C’è un treno che corre lungo un’Italia ancora ferita dalla guerra, un convoglio
notturno carico di piccoli passeggeri che guardano dal finestrino senza sapere se
lasciare spazio all’eccitazione per l’ignoto o cedere alla paura di un distacco
definitivo. Sono i cosiddetti treni della felicità, organizzati nel dopoguerra dall’Unione Donne Italiane e dal Partito Comunista per affidare temporaneamente i figli delle famiglie più povere del Meridione a nuclei ospitanti del Nord. Un esperimento di solidarietà che mescolava mondi lontanissimi e che, pur nato dalla miseria, generava legami nuovi, capaci di trasformare la differenza in risorsa.

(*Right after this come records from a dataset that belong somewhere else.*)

use sqlx::{PgPool, Postgres, Transaction};
use uuid::Uuid;

use super::ServiceError;
use crate::auth::{self, Role};
use crate::database::models::user::USER_COLUMNS;
use crate::database::models::{NewUser, User, UserRow, UserUpdate};
use crate::database::{DatabaseError, Page, PageRequest};

/// Registration, lookup and maintenance of user accounts. The token balance
/// is owned by the ledger and never written here.
#[derive(Clone)]
pub struct UserService {
    pool: PgPool,
    bcrypt_cost: u32,
}

impl UserService {
    pub fn new(pool: PgPool, bcrypt_cost: u32) -> Self {
        Self { pool, bcrypt_cost }
    }

    pub async fn list(&self, page: PageRequest) -> Result<Page<User>, ServiceError> {
        let (total,): (i64,) = sqlx::query_as("SELECT COUNT(*) FROM users")
            .fetch_one(&self.pool)
            .await?;

        let sql = format!("SELECT {USER_COLUMNS} FROM users ORDER BY created_at, id LIMIT $1 OFFSET $2");
        let rows = sqlx::query_as::<_, UserRow>(&sql)
            .bind(page.limit())
            .bind(page.offset())
            .fetch_all(&self.pool)
            .await?;

        let items = rows
            .into_iter()
            .map(User::try_from)
            .collect::<Result<Vec<_>, _>>()?;
        Ok(Page::new(items, page, total))
    }

    pub async fn get(&self, id: Uuid) -> Result<User, ServiceError> {
        let sql = format!("SELECT {USER_COLUMNS} FROM users WHERE id = $1");
        let row = sqlx::query_as::<_, UserRow>(&sql)
            .bind(id)
            .fetch_optional(&self.pool)
            .await?
            .ok_or_else(|| DatabaseError::NotFound(format!("User {id} not found")))?;

        Ok(User::try_from(row)?)
    }

    /// Check a username/password pair. Unknown users and wrong passwords are
    /// indistinguishable to the caller.
    pub async fn authenticate(&self, username: &str, password: &str) -> Result<Option<User>, ServiceError> {
        let sql = format!("SELECT {USER_COLUMNS} FROM users WHERE username = $1");
        let Some(row) = sqlx::query_as::<_, UserRow>(&sql)
            .bind(username)
            .fetch_optional(&self.pool)
            .await?
        else {
            return Ok(None);
        };

        let password = password.to_string();
        let hash = row.password_hash.clone();
        let matches =
            tokio::task::spawn_blocking(move || auth::verify_password(&password, &hash)).await??;

        if matches {
            Ok(Some(User::try_from(row)?))
        } else {
            Ok(None)
        }
    }

    /// Register a user with a zero balance
    pub async fn create(&self, new_user: NewUser, role: Role) -> Result<User, ServiceError> {
        let password_hash = self.hash(new_user.password.clone()).await?;

        let mut tx = self.pool.begin().await?;
        Self::ensure_unique(&mut tx, None, Some(&new_user.username), Some(&new_user.email)).await?;

        let sql = format!(
            "INSERT INTO users (id, username, email, password_hash, first_name, last_name, \
             phone_number, campus_affiliation, role, token_balance) \
             VALUES ($1, $2, $3, $4, $5, $6, $7, $8, $9, 0) RETURNING {USER_COLUMNS}"
        );
        let row = sqlx::query_as::<_, UserRow>(&sql)
            .bind(Uuid::new_v4())
            .bind(&new_user.username)
            .bind(&new_user.email)
            .bind(&password_hash)
            .bind(&new_user.first_name)
            .bind(&new_user.last_name)
            .bind(&new_user.phone_number)
            .bind(&new_user.campus_affiliation)
            .bind(role.as_str())
            .fetch_one(&mut *tx)
            .await
            .map_err(|e| DatabaseError::from_unique(e, "Username or email already exists"))?;

        tx.commit().await?;
        tracing::info!(user = %row.id, username = %row.username, role = %role, "user created");
        Ok(User::try_from(row)?)
    }

    pub async fn update(&self, id: Uuid, update: UserUpdate) -> Result<User, ServiceError> {
        if update.is_empty() {
            return self.get(id).await;
        }
        let password_hash = match update.password.clone() {
            Some(password) => Some(self.hash(password).await?),
            None => None,
        };

        let mut tx = self.pool.begin().await?;
        let current: Option<(String, String)> =
            sqlx::query_as("SELECT username, email FROM users WHERE id = $1 FOR UPDATE")
                .bind(id)
                .fetch_optional(&mut *tx)
                .await?;
        let (username, email) =
            current.ok_or_else(|| DatabaseError::NotFound(format!("User {id} not found")))?;

        let new_username = update.username.as_deref().filter(|u| *u != username);
        let new_email = update.email.as_deref().filter(|e| *e != email);
        Self::ensure_unique(&mut tx, Some(id), new_username, new_email).await?;

        let sql = format!(
            "UPDATE users SET \
               username = COALESCE($2, username), \
               email = COALESCE($3, email), \
               password_hash = COALESCE($4, password_hash), \
               first_name = COALESCE($5, first_name), \
               last_name = COALESCE($6, last_name), \
               phone_number = COALESCE($7, phone_number), \
               campus_affiliation = COALESCE($8, campus_affiliation), \
               updated_at = NOW() \
             WHERE id = $1 RETURNING {USER_COLUMNS}"
        );
        let row = sqlx::query_as::<_, UserRow>(&sql)
            .bind(id)
            .bind(&update.username)
            .bind(&update.email)
            .bind(&password_hash)
            .bind(&update.first_name)
            .bind(&update.last_name)
            .bind(&update.phone_number)
            .bind(&update.campus_affiliation)
            .fetch_one(&mut *tx)
            .await
            .map_err(|e| DatabaseError::from_unique(e, "Username or email already exists"))?;

        tx.commit().await?;
        Ok(User::try_from(row)?)
    }

    /// Remove a user together with its profile and ledger entries
    pub async fn delete(&self, id: Uuid) -> Result<(), ServiceError> {
        let result = sqlx::query("DELETE FROM users WHERE id = $1")
            .bind(id)
            .execute(&self.pool)
            .await?;

        if result.rows_affected() == 0 {
            return Err(DatabaseError::NotFound(format!("User {id} not found")).into());
        }
        tracing::info!(user = %id, "user deleted");
        Ok(())
    }

    async fn ensure_unique(
        tx: &mut Transaction<'static, Postgres>,
        except: Option<Uuid>,
        username: Option<&str>,
        email: Option<&str>,
    ) -> Result<(), ServiceError> {
        if let Some(username) = username {
            if Self::taken(tx, "username", username, except).await? {
                return Err(DatabaseError::Conflict("Username already exists".into()).into());
            }
        }
        if let Some(email) = email {
            if Self::taken(tx, "email", email, except).await? {
                return Err(DatabaseError::Conflict("Email already exists".into()).into());
            }
        }
        Ok(())
    }

    async fn taken(
        tx: &mut Transaction<'static, Postgres>,
        column: &'static str,
        value: &str,
        except: Option<Uuid>,
    ) -> Result<bool, ServiceError> {
        let sql = format!(
            "SELECT EXISTS(SELECT 1 FROM users WHERE {column} = $1 AND ($2::uuid IS NULL OR id <> $2))"
        );
        let (exists,): (bool,) = sqlx::query_as(&sql)
            .bind(value)
            .bind(except)
            .fetch_one(&mut **tx)
            .await?;
        Ok(exists)
    }

    async fn hash(&self, password: String) -> Result<String, ServiceError> {
        let cost = self.bcrypt_cost;
        Ok(tokio::task::spawn_blocking(move || auth::hash_password(&password, cost)).await??)
    }
}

Su uno di quei treni sale Amerigo, sette anni appena, un bambino vivace che porta nel cognome — Speranza — la promessa di un futuro diverso. Cresciuto nei vicoli stretti e umidi di Napoli, con una madre dura ma affezionata, viene accolto in una famiglia emiliana che rappresenta per lui quasi un miraggio: abitudini nuove, case solide, tavole imbandite, un modo diverso di concepire l’infanzia e la cura. È uno strappo che brucia e consola insieme, l’inizio di una metamorfosi che lascerà un segno profondo.

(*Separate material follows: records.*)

//! Zeroizing 32-byte secrets.
//!
//! [`SecretKey`] carries two kinds of material inside this crate: the soft
//! enclave's device wrapping secret, which lives for the whole process, and
//! P-256 private scalars, which exist only between unsealing and use.
//! Either way the bytes are wiped on drop, compared in constant time and
//! hidden from `Debug`.

use rand::RngCore;
use subtle::ConstantTimeEq;
use zeroize::{Zeroize, ZeroizeOnDrop};

/// Size of every secret handled here.
pub const SECRET_KEY_LEN: usize = 32;

/// Secret bytes that never outlive their owner.
///
/// There is no `Clone`; move the value or borrow it.
///
/// ```
/// use enclavekey_crypto::keys::SecretKey;
///
/// let device = SecretKey::generate();
/// assert_eq!(device.as_bytes().len(), 32);
/// assert_eq!(format!("{device:?}"), "SecretKey(..)");
/// ```
#[derive(Zeroize, ZeroizeOnDrop)]
pub struct SecretKey {
    bytes: [u8; SECRET_KEY_LEN],
}

impl SecretKey {
    /// Take ownership of `bytes`.
    #[must_use]
    pub const fn new(bytes: [u8; SECRET_KEY_LEN]) -> Self {
        Self { bytes }
    }

    /// Fresh random bytes from the OS.
    #[must_use]
    pub fn generate() -> Self {
        let mut key = Self::new([0u8; SECRET_KEY_LEN]);
        rand::rngs::OsRng.fill_bytes(&mut key.bytes);
        key
    }

    /// Copy from a slice, e.g. the contents of a device secret file.
    ///
    /// # Errors
    ///
    /// Returns [`SecretKeyError::InvalidLength`] unless `bytes` holds exactly
    /// [`SECRET_KEY_LEN`] bytes.
    pub fn from_slice(bytes: &[u8]) -> Result<Self, SecretKeyError> {
        if bytes.len() != SECRET_KEY_LEN {
            return Err(SecretKeyError::InvalidLength { len: bytes.len() });
        }
        let mut key = Self::new([0u8; SECRET_KEY_LEN]);
        key.bytes.copy_from_slice(bytes);
        Ok(key)
    }

    /// Capture the scalar of a P-256 private key.
    #[must_use]
    pub fn from_p256(secret: &p256::SecretKey) -> Self {
        let mut scalar = secret.to_bytes();
        let mut key = Self::new([0u8; SECRET_KEY_LEN]);
        key.bytes.copy_from_slice(&scalar);
        scalar.as_mut_slice().zeroize();
        key
    }

    /// Borrow the bytes for the operation at hand. Do not copy them out.
    #[must_use]
    pub const fn as_bytes(&self) -> &[u8; SECRET_KEY_LEN] {
        &self.bytes
    }

    /// Rebuild the P-256 private key this scalar belongs to.
    ///
    /// # Errors
    ///
    /// Returns [`SecretKeyError::NotAScalar`] for zero or for values not
    /// below the group order.
    pub fn into_p256(self) -> Result<p256::SecretKey, SecretKeyError> {
        p256::SecretKey::from_bytes((&self.bytes).into()).map_err(|_| SecretKeyError::NotAScalar)
    }
}

/// Why bytes could not become a [`SecretKey`] or a P-256 scalar.
#[derive(Debug, Clone, Copy, PartialEq, Eq, thiserror::Error)]
pub enum SecretKeyError {
    /// Wrong input size.
    #[error("expected {SECRET_KEY_LEN} secret bytes, got {len}")]
    InvalidLength {
        /// Size that was supplied.
        len: usize,
    },

    /// Not a valid P-256 private scalar.
    #[error("bytes are not a valid P-256 scalar")]
    NotAScalar,
}

impl std::fmt::Debug for SecretKey {
    fn fmt(&self, f: &mut std::fmt::Formatter<'_>) -> std::fmt::Result {
        f.write_str("SecretKey(..)")
    }
}

impl PartialEq for SecretKey {
    fn eq(&self, other: &Self) -> bool {
        self.bytes.ct_eq(&other.bytes).into()
    }
}

impl Eq for SecretKey {}

#[cfg(test)]
mod tests {
    #![allow(clippy::expect_used)]
    #![allow(clippy::unwrap_used)]

    use super::*;

    #[test]
    fn test_generated_secrets_differ() {
        assert_ne!(SecretKey::generate(), SecretKey::generate());
    }

    #[test]
    fn test_from_slice() {
        let key = SecretKey::from_slice(&[7u8; 32]).unwrap();
        assert_eq!(key, SecretKey::new([7u8; 32]));

        assert_eq!(
            SecretKey::from_slice(&[7u8; 33]).unwrap_err(),
            SecretKeyError::InvalidLength { len: 33 }
        );
        assert_eq!(
            SecretKey::from_slice(&[]).unwrap_err(),
            SecretKeyError::InvalidLength { len: 0 }
        );
    }

    #[test]
    fn test_debug_is_opaque() {
        let key = SecretKey::new([0xAB; SECRET_KEY_LEN]);
        let rendered = format!("{key:?}");
        assert_eq!(rendered, "SecretKey(..)");
        assert!(!rendered.to_lowercase().contains("ab"));
    }

    #[test]
    fn test_equality_is_bytewise() {
        let mut flipped = [0x42u8; SECRET_KEY_LEN];
        flipped[0] ^= 0x80;
        assert_eq!(SecretKey::new([0x42; 32]), SecretKey::new([0x42; 32]));
        assert_ne!(SecretKey::new([0x42; 32]), SecretKey::new(flipped));
    }

    #[test]
    fn test_scalar_survives_wrapping() {
        let secret = p256::SecretKey::random(&mut rand::rngs::OsRng);
        let restored = SecretKey::from_p256(&secret).into_p256().unwrap();
        assert_eq!(restored.public_key(), secret.public_key());
    }

    #[test]
    fn test_out_of_range_scalars() {
        for bytes in [[0u8; SECRET_KEY_LEN], [0xFF; SECRET_KEY_LEN]] {
            assert_eq!(
                SecretKey::new(bytes).into_p256().unwrap_err(),
                SecretKeyError::NotAScalar
            );
        }
    }

    #[test]
    fn test_thread_safe() {
        fn check<T: Send + Sync>() {}
        check::<SecretKey>();
    }
}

Pubblicato nel 2019, Il treno dei bambini di Viola Ardone racconta questa vicenda
collettiva attraverso la voce individuale di Amerigo. La lingua è elementare, incrinata dalle inflessioni dialettali, eppure densa di ritmo e autenticità: ci fa sentire la fame, la rabbia, la curiosità, tutto il groviglio di emozioni che accompagna la crescita. È la lingua di un’infanzia che impara presto a farsi adulta, ma che conserva, nonostante tutto, la forza dello stupore.

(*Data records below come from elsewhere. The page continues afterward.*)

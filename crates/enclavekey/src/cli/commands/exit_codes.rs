//! Process exit codes.

/// Successful operation.
pub const EXIT_SUCCESS: i32 = 0;

/// The signature was well-formed but did not match.
pub const EXIT_INVALID: i32 = 1;

/// Any other failure (configuration, I/O, invalid input, enclave errors).
pub const EXIT_ERROR: i32 = 2;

Il cammino di Amerigo è un apprendistato alla perdita e insieme alla speranza. Non appartiene più del tutto né al Sud che ha lasciato né al Nord che lo ha accolto: vive la sua adolescenza sospeso tra nostalgia e desiderio di futuro, costretto a riconoscere che la memoria è al tempo stesso ferita e casa. Eppure, dentro quella lacerazione si apre una possibilità inattesa: un violino, ricevuto quasi per caso, diventa il simbolo di un riscatto possibile. La musica è talento che sboccia e si fa risorsa, linguaggio universale capace di restituirgli una voce, di tradurre in armonia il dolore di chi credeva di avere davanti a sé solo silenzi. Anni dopo, da adulto, Amerigo tornerà a Napoli e troverà proprio nel violino — custodito e riscattato da sua madre — il filo che gli consente di riconciliarsi con le proprie radici, di perdonare e di essere perdonato.
Viola Ardone intreccia così storia e intimità, restituendo una pagina autentica del
dopoguerra italiano: la fame, la divisione tra Nord e Sud, il peso della miseria, ma anche la forza dell’accoglienza e la capacità di trasformare l’estraneità in legame. Il treno dei bambini è insieme romanzo storico e romanzo di formazione, una riflessione delicata e potente su ciò che significa crescere, diventare adulti, scoprire che la fragilità e la perseveranza non si escludono ma si tengono strette, e che spesso è proprio nella differenza che si nasconde la possibilità di rinascere.
Bevanda consigliata: una camomilla addolcita con un cucchiaino di miele, capace di scaldare come le note di un violino nelle notti più solitarie.